Green P G, Kitchen I
Br J Pharmacol. 1985 Mar;84(3):657-61. doi: 10.1111/j.1476-5381.1985.tb16147.x.
Di-isopropylfluorophosphate (DFP) potentiates the antinociceptive activity of alfentanil but has no effect on the activity of morphine or fentanyl. We have studied the effect of DFP on the distribution of these three opioids in the brain. Distribution studies were carried out using 3H-labelled opioids administered subcutaneously to mice. Animals were killed at times of peak antinociceptive activity and 3H-opioid measured in plasma and in eight brain regions. DFP pretreatment (1 mg kg-1) caused a significant increase in the brain:plasma ratio of alfentanil in all brain regions but had no effect on brain:plasma ratios for morphine or fentanyl. The enhanced entry of alfentanil into the brain of DFP-treated mice probably accounts for the increased antinociception observed with this opioid. This drug interaction appears to be opioid specific.

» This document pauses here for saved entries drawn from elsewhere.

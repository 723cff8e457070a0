//! Error types for the units calculator

use thiserror::Error;

/// Result type alias
pub type Result<T> = std::result::Result<T, Error>;

/// Failures of the analyze / calculate pipeline
#[derive(Error, Debug, Clone, PartialEq, Eq)]
pub enum Error {
    /// The input text could not be split into tokens.
    ///
    /// `position` is a character offset into `input`.
    #[error("{expected} at pos {position}: `{}`", marked(.input, .position))]
    Lex {
        input: String,
        position: usize,
        expected: String,
    },

    #[error("Syntax error: {0}")]
    Syntax(String),

    #[error("Conversion error: {0}")]
    Conversion(String),

    #[error("numeric overflow")]
    Overflow,
}

impl Error {
    pub(crate) fn lex(input: &str, position: usize, expected: impl Into<String>) -> Self {
        Error::Lex {
            input: input.to_string(),
            position,
            expected: expected.into(),
        }
    }

    pub fn is_lex(&self) -> bool {
        matches!(self, Error::Lex { .. })
    }

    pub fn is_syntax(&self) -> bool {
        matches!(self, Error::Syntax(_))
    }

    pub fn is_conversion(&self) -> bool {
        matches!(self, Error::Conversion(_))
    }

    /// Offending character offset, for lexical errors only.
    pub fn position(&self) -> Option<usize> {
        match self {
            Error::Lex { position, .. } => Some(*position),
            _ => None,
        }
    }
}

/// Input text with a `[]` marker inserted before the character at `position`.
fn marked(input: &str, position: &usize) -> String {
    let split = input
        .char_indices()
        .nth(*position)
        .map(|(idx, _)| idx)
        .unwrap_or(input.len());
    format!("{}[]{}", &input[..split], &input[split..])
}
//! Token types for the expression lexer

use crate::units::Unit;
use rust_decimal::Decimal;
use std::fmt;

/// A lexical element of a measurement expression.
///
/// Tokens carry no source offsets; positions only matter for lexical errors.
#[derive(Debug, Clone, PartialEq, Eq)]
pub enum Token {
    OpenBracket,  // (
    CloseBracket, // )
    Plus,         // +
    Minus,        // -
    /// Signed decimal literal; a leading `-` belongs to the number.
    Number(Decimal),
    Unit(Unit),
}

impl fmt::Display for Token {
    fn fmt(&self, f: &mut fmt::Formatter<'_>) -> fmt::Result {
        match self {
            Token::OpenBracket => write!(f, "("),
            Token::CloseBracket => write!(f, ")"),
            Token::Plus => write!(f, "+"),
            Token::Minus => write!(f, "-"),
            Token::Number(value) => write!(f, "{}", value),
            Token::Unit(unit) => write!(f, "{}", unit),
        }
    }
}
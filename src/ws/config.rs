#![expect(
    clippy::module_name_repetitions,
    reason = "Configuration types intentionally mirror the module name for clarity"
)]

use std::sync::Arc;
use std::time::Duration;

use crate::DEFAULT_ENDPOINT;
use crate::ws::limiter::BurstLimiter;

const DEFAULT_RECONNECT_CLEANUP_INTERVAL: Duration = Duration::from_secs(10);
const DEFAULT_HEARTBEAT_MIN_DURATION: Duration = Duration::from_secs(15);
const DEFAULT_HEARTBEAT_MAX_DURATION: Duration = Duration::from_secs(25);
const DEFAULT_USER_KEYS_PER_GROUP: usize = 100;

/// Configuration shared by both channel variants.
///
/// [`Config::market`] and [`Config::user`] carry the per-channel defaults;
/// `Default` is the market profile.
#[non_exhaustive]
#[derive(Debug, Clone)]
pub struct Config {
    /// Base websocket endpoint; the channel path is appended automatically
    pub endpoint: String,
    /// Maximum number of subscription keys carried by one websocket
    pub max_keys_per_group: usize,
    /// How often the reaper drops empty groups and redials dead ones
    pub reconnect_cleanup_interval: Duration,
    /// Lower bound of the randomized heartbeat cadence
    pub heartbeat_min: Duration,
    /// Upper bound of the randomized heartbeat cadence
    pub heartbeat_max: Duration,
    /// Request an initial order-book dump when subscribing (market channel)
    pub initial_dump: bool,
    /// Replacement for the default token-bucket dial limiter
    pub burst_limiter: Option<Arc<dyn BurstLimiter>>,
}

impl Config {
    /// Defaults for the market channel: per-group key count is effectively
    /// unbounded.
    #[must_use]
    pub fn market() -> Self {
        Self {
            endpoint: DEFAULT_ENDPOINT.to_owned(),
            max_keys_per_group: usize::MAX,
            reconnect_cleanup_interval: DEFAULT_RECONNECT_CLEANUP_INTERVAL,
            heartbeat_min: DEFAULT_HEARTBEAT_MIN_DURATION,
            heartbeat_max: DEFAULT_HEARTBEAT_MAX_DURATION,
            initial_dump: true,
            burst_limiter: None,
        }
    }

    /// Defaults for the user channel: at most 100 markets per websocket.
    #[must_use]
    pub fn user() -> Self {
        Self {
            max_keys_per_group: DEFAULT_USER_KEYS_PER_GROUP,
            ..Self::market()
        }
    }
}

impl Default for Config {
    fn default() -> Self {
        Self::market()
    }
}
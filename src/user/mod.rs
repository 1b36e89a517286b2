//! User channel: authenticated per-market order and trade streams.

pub mod handlers;
pub mod manager;
pub mod types;

// Re-export commonly used types
pub use handlers::UserHandlers;
pub use manager::Subscriptions;
pub use types::request::UserSubscription;
pub use types::response::{
    OrderEvent, OrderEventKind, TradeEvent, TradeEventStatus, UserEvent, parse_frame,
};
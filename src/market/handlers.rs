use async_trait::async_trait;

use crate::error::Error;
use crate::market::types::response::{
    BookEvent, LastTradePriceEvent, PriceChangeEvent, PriceUpdate, TickSizeChangeEvent,
};
use crate::ws::group::{GroupId, SubscriptionKey};

/// Market-channel handler record.
///
/// Every method defaults to a no-op; implement only the events you care
/// about. Batches preserve the order of events within one frame, and at most
/// one batch per websocket is in flight at a time. A batch may be empty when
/// every event in it was filtered out after receipt; the call still happens
/// so consumers can observe ticks.
#[async_trait]
pub trait MarketHandlers: Send + Sync + 'static {
    /// Orderbook snapshots.
    async fn on_book(&self, _events: Vec<BookEvent>) {}

    /// Incremental level deltas.
    async fn on_price_change(&self, _events: Vec<PriceChangeEvent>) {}

    /// Tick size changes.
    async fn on_tick_size_change(&self, _events: Vec<TickSizeChangeEvent>) {}

    /// Last trade prints.
    async fn on_last_trade_price(&self, _events: Vec<LastTradePriceEvent>) {}

    /// Client-synthesized fair-price updates.
    async fn on_price_update(&self, _events: Vec<PriceUpdate>) {}

    /// A group's websocket finished subscribing.
    async fn on_open(&self, _group_id: GroupId, _asset_ids: Vec<SubscriptionKey>) {}

    /// A group's websocket closed.
    async fn on_close(&self, _group_id: GroupId, _code: Option<u16>, _reason: String) {}

    /// Any recoverable fault: transport, parse, unknown event kind, or
    /// internal state. The fleet keeps running; the reaper handles recovery.
    async fn on_error(&self, _error: Error) {}
}
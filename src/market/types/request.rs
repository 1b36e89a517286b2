use serde::Serialize;

/// Subscription payload sent once when a market-channel socket opens.
#[non_exhaustive]
#[derive(Clone, Debug, Serialize)]
pub struct MarketSubscription {
    /// Asset ids carried by this group's websocket
    #[serde(rename = "assets_ids")]
    pub asset_ids: Vec<String>,
    /// Always "market"
    pub r#type: String,
    /// Request a full book snapshot for each asset on subscribe
    pub initial_dump: bool,
}

impl MarketSubscription {
    #[must_use]
    pub fn new(asset_ids: Vec<String>, initial_dump: bool) -> Self {
        Self {
            asset_ids,
            r#type: "market".to_owned(),
            initial_dump,
        }
    }
}

#[cfg(test)]
mod tests {
    use super::*;

    #[test]
    fn serialize_market_subscription() {
        let request =
            MarketSubscription::new(vec!["asset1".to_owned(), "asset2".to_owned()], true);

        let json = serde_json::to_string(&request).expect("serialize");
        assert!(json.contains("\"type\":\"market\""));
        assert!(json.contains("\"assets_ids\":[\"asset1\",\"asset2\"]"));
        assert!(json.contains("\"initial_dump\":true"));
    }

    #[test]
    fn serialize_without_initial_dump() {
        let request = MarketSubscription::new(vec!["asset1".to_owned()], false);

        let json = serde_json::to_string(&request).expect("serialize");
        assert!(json.contains("\"initial_dump\":false"));
    }
}
use std::sync::Arc;

use async_trait::async_trait;
use tokio_util::sync::CancellationToken;

use crate::market::book::{BookCache, BookEntry};
use crate::market::handlers::MarketHandlers;
use crate::market::types::request::MarketSubscription;
use crate::market::types::response::{
    BookEvent, LastTradePriceEvent, MarketEvent, PriceChangeEvent, PriceUpdate,
    TickSizeChangeEvent, parse_frame,
};
use crate::ws::config::Config;
use crate::ws::error::WsError;
use crate::ws::group::{GroupId, GroupRegistry, SubscriptionKey};
use crate::ws::limiter::TokenBucket;
use crate::ws::socket::{self, SocketContext, SocketDriver};

const MARKET_CHANNEL_PATH: &str = "/ws/market";

/// Market-channel subscription manager.
///
/// Shards asset ids over a fleet of websockets, maintains the local book
/// replica, and dispatches events (plus synthesized `price_update`s) to the
/// supplied handler record. Cloning yields another handle to the same fleet.
///
/// Construction spawns the reaper task, so a tokio runtime must be current.
#[derive(Clone)]
pub struct Subscriptions {
    driver: Arc<Driver>,
    ctx: SocketContext<Driver>,
    max_keys_per_group: usize,
    shutdown: CancellationToken,
}

impl Subscriptions {
    #[must_use]
    pub fn new(handlers: Arc<dyn MarketHandlers>, config: Config) -> Self {
        let registry = Arc::new(GroupRegistry::new(false));
        let limiter = config
            .burst_limiter
            .clone()
            .unwrap_or_else(|| Arc::new(TokenBucket::default()));
        let driver = Arc::new(Driver {
            registry: Arc::clone(&registry),
            books: BookCache::new(),
            handlers,
            initial_dump: config.initial_dump,
        });
        let ctx = SocketContext {
            driver: Arc::clone(&driver),
            registry,
            limiter,
            endpoint: format!("{}{MARKET_CHANNEL_PATH}", config.endpoint),
            heartbeat_min: config.heartbeat_min,
            heartbeat_max: config.heartbeat_max,
        };
        let shutdown = CancellationToken::new();
        socket::spawn_reaper(
            ctx.clone(),
            config.reconnect_cleanup_interval,
            shutdown.clone(),
        );

        Self {
            driver,
            ctx,
            max_keys_per_group: config.max_keys_per_group,
            shutdown,
        }
    }

    /// Register asset ids and dial whichever groups now need a connection.
    /// Keys already subscribed are ignored. Faults surface via `on_error`.
    pub async fn add_subscriptions(&self, asset_ids: Vec<SubscriptionKey>) {
        let to_dial = self
            .driver
            .registry
            .add_keys(&asset_ids, self.max_keys_per_group)
            .await;
        for group_id in to_dial {
            socket::spawn(&self.ctx, group_id);
        }
    }

    /// Unregister asset ids and evict their book entries. Sockets are not
    /// closed here: emptied groups drain until the next reaper pass, trading
    /// a few wasted frames for never missing one that is still subscribed.
    pub async fn remove_subscriptions(&self, asset_ids: &[SubscriptionKey]) {
        let removed = self.driver.registry.remove_keys(asset_ids).await;
        for key in &removed {
            self.driver.books.remove(key);
        }
    }

    /// Stop the reaper, drop every group, close every socket, and clear the
    /// book cache. The instance is terminal afterwards.
    pub async fn clear_state(&self) {
        self.shutdown.cancel();
        let groups = self.driver.registry.clear_all().await;
        for group in groups {
            if let Some(socket) = group.socket {
                socket.cancel();
            }
        }
        self.driver.books.clear();
    }

    /// Cloned book entry for one asset, if a snapshot has been received.
    #[must_use]
    pub fn book(&self, asset_id: &str) -> Option<BookEntry> {
        self.driver.books.entry(asset_id)
    }

    /// Every asset id currently registered, across all groups.
    pub async fn active_keys(&self) -> Vec<SubscriptionKey> {
        self.driver.registry.all_keys().await
    }
}

struct Driver {
    registry: Arc<GroupRegistry>,
    books: BookCache,
    handlers: Arc<dyn MarketHandlers>,
    initial_dump: bool,
}

impl Driver {
    /// Registry-wide dispatch filter: drop events whose asset is no longer
    /// subscribed anywhere, and warn if an asset unexpectedly lives in more
    /// than one group.
    async fn filter_subscribed<E, F>(&self, events: Vec<E>, asset_of: F) -> Vec<E>
    where
        E: Send,
        F: Fn(&E) -> &str + Send + Sync,
    {
        let mut kept = Vec::with_capacity(events.len());
        for event in events {
            match self.registry.groups_holding(asset_of(&event)).await {
                0 => {}
                1 => kept.push(event),
                count => {
                    #[cfg(feature = "tracing")]
                    tracing::warn!(
                        asset_id = asset_of(&event),
                        count,
                        "Asset registered in multiple groups"
                    );
                    #[cfg(not(feature = "tracing"))]
                    let _ = count;
                    kept.push(event);
                }
            }
        }
        kept
    }

    async fn dispatch_price_updates(&self, updates: Vec<PriceUpdate>) {
        if updates.is_empty() {
            return;
        }
        let delivered = self
            .filter_subscribed(updates, |u: &PriceUpdate| u.asset_id.as_str())
            .await;
        self.handlers.on_price_update(delivered).await;
    }
}

#[async_trait]
impl SocketDriver for Driver {
    fn subscribe_payload(&self, keys: &[SubscriptionKey]) -> crate::Result<String> {
        let request = MarketSubscription::new(keys.to_vec(), self.initial_dump);
        serde_json::to_string(&request).map_err(Into::into)
    }

    async fn handle_frame(&self, group_id: GroupId, frame: &str) {
        let events = match parse_frame(frame) {
            Ok(events) => events,
            Err(e) => {
                self.handlers
                    .on_error(WsError::MessageParse(e).into())
                    .await;
                return;
            }
        };

        // Receive-time filter: the group may have shed keys since this frame
        // was sent. A vanished group means the frame is entirely stale.
        let Some(group_keys) = self.registry.key_set(group_id).await else {
            return;
        };

        let mut books = Vec::new();
        let mut ticks = Vec::new();
        let mut changes = Vec::new();
        let mut trades = Vec::new();
        for event in events {
            match event {
                MarketEvent::Unknown { event_type } => {
                    self.handlers
                        .on_error(WsError::UnknownEventKind { event_type }.into())
                        .await;
                }
                event if !group_keys.contains(event.asset_id()) => {}
                MarketEvent::Book(event) => books.push(event),
                MarketEvent::PriceChange(event) => changes.push(event),
                MarketEvent::TickSizeChange(event) => ticks.push(event),
                MarketEvent::LastTradePrice(event) => trades.push(event),
            }
        }

        if !books.is_empty() {
            let delivered = self
                .filter_subscribed(books, |e: &BookEvent| e.asset_id.as_str())
                .await;
            self.handlers.on_book(delivered.clone()).await;
            for event in &delivered {
                self.books.replace_book(event);
            }
        }

        if !ticks.is_empty() {
            let delivered = self
                .filter_subscribed(ticks, |e: &TickSizeChangeEvent| e.asset_id.as_str())
                .await;
            self.handlers.on_tick_size_change(delivered).await;
        }

        if !changes.is_empty() {
            let delivered = self
                .filter_subscribed(changes, |e: &PriceChangeEvent| e.asset_id.as_str())
                .await;
            self.handlers.on_price_change(delivered.clone()).await;

            let mut updates = Vec::new();
            for event in &delivered {
                if let Err(e) = self.books.apply_price_change(event) {
                    #[cfg(feature = "tracing")]
                    tracing::warn!(asset_id = %event.asset_id, error = %e, "Dropping price change");
                    #[cfg(not(feature = "tracing"))]
                    let _ = &e;
                    continue;
                }
                if let Some(update) = self.books.derive_after_price_change(event) {
                    updates.push(update);
                }
            }
            self.dispatch_price_updates(updates).await;
        }

        if !trades.is_empty() {
            let delivered = self
                .filter_subscribed(trades, |e: &LastTradePriceEvent| e.asset_id.as_str())
                .await;
            self.handlers.on_last_trade_price(delivered.clone()).await;

            let mut updates = Vec::new();
            for event in &delivered {
                if let Some(update) = self.books.derive_after_last_trade(event) {
                    updates.push(update);
                }
            }
            self.dispatch_price_updates(updates).await;
        }
    }

    async fn on_open(&self, group_id: GroupId, keys: Vec<SubscriptionKey>) {
        self.handlers.on_open(group_id, keys).await;
    }

    async fn on_close(&self, group_id: GroupId, code: Option<u16>, reason: String) {
        self.handlers.on_close(group_id, code, reason).await;
    }

    async fn on_error(&self, error: crate::error::Error) {
        self.handlers.on_error(error).await;
    }
}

二异丙基氟磷酸酯(DFP)可增强阿芬太尼的镇痛活性,但对吗啡或芬太尼的活性无影响。我们研究了DFP对这三种阿片类药物在脑部分布的影响。分布研究是通过给小鼠皮下注射3H标记的阿片类药物来进行的。在镇痛活性达到峰值时处死动物,并测定血浆和八个脑区中的3H-阿片类药物。DFP预处理(1 mg kg-1)导致所有脑区中阿芬太尼的脑:血浆比值显著增加,但对吗啡或芬太尼的脑:血浆比值无影响。DFP处理的小鼠脑中阿芬太尼进入量的增加可能解释了使用这种阿片类药物时观察到的镇痛作用增强。这种药物相互作用似乎具有阿片类药物特异性。